Many in the west blame those cartoonists and their Danish publishers for provoking the whole imbroglio. Former President Clinton called the cartoons "appalling" and compared them to hate speech. The Bush administration labeled them "unacceptable," while giving tepid lip service to freedom of expression.
Maybe. But I think we need to think this through.
Let's assume, for the sake of argument, that the Danes were indeed out to provoke. Bad, right? Sure. But the main Muslim argument against the cartoons is not that they constitute provocative hate speech, but that they constitute blasphemy; that it is forbidden to depict Mohammed in any way, and that this prohibition applies equally in Denmark and Dubai.
So let's also imagine that sometime in the near future a serious western scholar publishes a book that exposes major contradictions within the Koran. Or a book that questions the authenticity of many of the hadiths, the revered records of Mohammed's deeds and words, upon which much of Islamic law is based.
This is exactly the kind of free enquiry that sets minds free; the kind that Islamic reformers pray for.
But such books would profoundly offend orthodox Islam, which considers the Koran perfect and Mohammed unassailable. So if such books prompted protests and riots and death threats, where would moderate Muslims stand? Would the US call such scholarship unacceptable? Would Bill Clinton liken it to hate speech?
Maybe not. Maybe the moderate voices of Islam were only offended by these particular cartoons because their intent was to insult and incite, whereas more serious and scholarly 'blasphemy' would be fine.
But if that's the case, they should say so loud and clear. Thus far they are not saying so.

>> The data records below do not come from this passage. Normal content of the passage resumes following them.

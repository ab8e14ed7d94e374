use glam::Vec2;
use serde::{Deserialize, Serialize};

use crate::error::CameraError;

/// Physical camera parameters, in the same length unit throughout.
#[derive(Debug, Clone, Copy, PartialEq, Serialize, Deserialize)]
pub struct CameraIntrinsics {
    /// Lens focal length.
    pub focal_length: f32,
    /// Sensor size as (width, height).
    pub sensor_size: Vec2,
    /// Distance from the pinhole to the image plane.
    pub near_distance: f32,
}

impl Default for CameraIntrinsics {
    fn default() -> Self {
        // 50mm lens on a full-frame sensor, image plane 0.3 units out.
        Self {
            focal_length: 50.0,
            sensor_size: Vec2::new(36.0, 24.0),
            near_distance: 0.3,
        }
    }
}

impl CameraIntrinsics {
    /// All parameters must be finite and strictly positive.
    pub fn validate(&self) -> Result<(), CameraError> {
        require_positive("focal length", self.focal_length)?;
        require_positive("sensor width", self.sensor_size.x)?;
        require_positive("sensor height", self.sensor_size.y)?;
        require_positive("near distance", self.near_distance)
    }

    /// Image-plane size at the near distance.
    pub fn image_dimensions(&self) -> Result<ImageDimensions, CameraError> {
        calculate_image_dimensions(self.focal_length, self.near_distance, self.sensor_size)
    }
}

/// Physical extent of the visible image plane.
#[derive(Debug, Clone, Copy, PartialEq, Serialize, Deserialize)]
pub struct ImageDimensions {
    pub height: f32,
    pub width: f32,
}

impl ImageDimensions {
    pub fn validate(&self) -> Result<(), CameraError> {
        require_positive("image height", self.height)?;
        require_positive("image width", self.width)
    }
}

/// Sampled grid size.
#[derive(Debug, Clone, Copy, PartialEq, Eq, Serialize, Deserialize)]
pub struct PixelResolution {
    pub rows: usize,
    pub cols: usize,
}

/// Image-plane size: `near * sensor / focal` per axis.
pub fn calculate_image_dimensions(
    focal_length: f32,
    near_distance: f32,
    sensor_size: Vec2,
) -> Result<ImageDimensions, CameraError> {
    CameraIntrinsics {
        focal_length,
        sensor_size,
        near_distance,
    }
    .validate()?;

    let dims = ImageDimensions {
        height: near_distance * sensor_size.y / focal_length,
        width: near_distance * sensor_size.x / focal_length,
    };
    tracing::debug!(height = dims.height, width = dims.width, "image plane dimensions");
    Ok(dims)
}

/// Upper bound on sampled pixels per frame (16384 x 16384).
pub const MAX_PIXELS: usize = 1 << 28;

/// Grid size for `row_count` rows of square pixels.
///
/// The pixel pitch is `height / row_count`; columns are however many whole
/// pitches fit in the width. Truncation can leave a sliver of the image plane
/// unsampled when the aspect ratio is not a multiple of the pitch.
pub fn calculate_pixel_resolution(
    dims: ImageDimensions,
    row_count: usize,
) -> Result<PixelResolution, CameraError> {
    dims.validate()?;
    if row_count == 0 {
        return Err(CameraError::InvalidConfiguration(
            "row count must be positive".into(),
        ));
    }

    let pitch = dims.height / row_count as f32;
    let cols = (dims.width / pitch).floor();
    if !cols.is_finite() || cols < 1.0 {
        return Err(CameraError::InvalidConfiguration(format!(
            "image width {} holds no whole pixel of pitch {pitch}",
            dims.width
        )));
    }

    let cols = cols as usize;
    match row_count.checked_mul(cols) {
        Some(cells) if cells <= MAX_PIXELS => Ok(PixelResolution {
            rows: row_count,
            cols,
        }),
        _ => Err(CameraError::InvalidConfiguration(format!(
            "{row_count} rows by {cols} columns exceeds the {MAX_PIXELS} pixel limit"
        ))),
    }
}

fn require_positive(name: &str, value: f32) -> Result<(), CameraError> {
    if value.is_finite() && value > 0.0 {
        Ok(())
    } else {
        Err(CameraError::InvalidConfiguration(format!(
            "{name} must be positive, got {value}"
        )))
    }
}

#[cfg(test)]
mod tests {
    use super::*;

    #[test]
    fn dimensions_follow_similar_triangles() {
        let dims = calculate_image_dimensions(50.0, 0.5, Vec2::new(36.0, 24.0)).unwrap();
        assert!((dims.height - 0.24).abs() < 1e-6);
        assert!((dims.width - 0.36).abs() < 1e-6);
    }

    #[test]
    fn unit_camera_dimensions() {
        let dims = calculate_image_dimensions(1.0, 1.0, Vec2::new(2.0, 2.0)).unwrap();
        assert_eq!(dims, ImageDimensions { height: 2.0, width: 2.0 });
    }

    #[test]
    fn non_positive_intrinsics_rejected() {
        assert!(calculate_image_dimensions(0.0, 1.0, Vec2::ONE).is_err());
        assert!(calculate_image_dimensions(1.0, -1.0, Vec2::ONE).is_err());
        assert!(calculate_image_dimensions(1.0, 1.0, Vec2::new(0.0, 1.0)).is_err());
        assert!(calculate_image_dimensions(1.0, 1.0, Vec2::new(1.0, f32::NAN)).is_err());
    }

    #[test]
    fn columns_fill_width_with_square_pixels() {
        let dims = ImageDimensions { height: 2.0, width: 3.0 };
        let res = calculate_pixel_resolution(dims, 4).unwrap();
        assert_eq!(res, PixelResolution { rows: 4, cols: 6 });
    }

    #[test]
    fn columns_truncate_toward_zero() {
        // pitch 0.5, width 1.9 → 3.8 pitches → 3 columns
        let dims = ImageDimensions { height: 1.0, width: 1.9 };
        let res = calculate_pixel_resolution(dims, 2).unwrap();
        assert_eq!(res.cols, 3);
    }

    #[test]
    fn zero_rows_rejected() {
        let dims = ImageDimensions { height: 1.0, width: 1.0 };
        assert!(matches!(
            calculate_pixel_resolution(dims, 0),
            Err(CameraError::InvalidConfiguration(_))
        ));
    }

    #[test]
    fn oversized_grid_rejected() {
        let dims = ImageDimensions { height: 1.0, width: 2.0 };
        assert!(matches!(
            calculate_pixel_resolution(dims, usize::MAX),
            Err(CameraError::InvalidConfiguration(_))
        ));
        // 16385 x 16385 is one row and column past the limit
        let square = ImageDimensions { height: 1.0, width: 1.0 };
        assert!(calculate_pixel_resolution(square, 16_384).is_ok());
        assert!(calculate_pixel_resolution(square, 16_385).is_err());
    }

    #[test]
    fn too_narrow_for_one_column_rejected() {
        let dims = ImageDimensions { height: 10.0, width: 1.0 };
        assert!(calculate_pixel_resolution(dims, 1).is_err());
    }

    #[test]
    fn default_intrinsics_are_valid() {
        let cam = CameraIntrinsics::default();
        cam.validate().unwrap();
        let dims = cam.image_dimensions().unwrap();
        assert!(dims.width > dims.height);
    }
}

So as it now stands, the cartoon crisis has played deftly into the hands of those who want to promote Huntington's clash of civilizations, while dealing a serious blow to the reformers.
Indeed, with the Danish cartoonists now in cowering in fear for their lives, the forces of intimidation have already won. It's hard to imagine anybody publishing anything that might offend pious Muslims in the future, whether it's a snarky cartoon or a serious study. Hiding from fatwas isn't fun.
So reformist Muslims can probably forget about reopening the gates of ijtihad anytime soon. Instead, it looks like those gates may be closing even here in the west.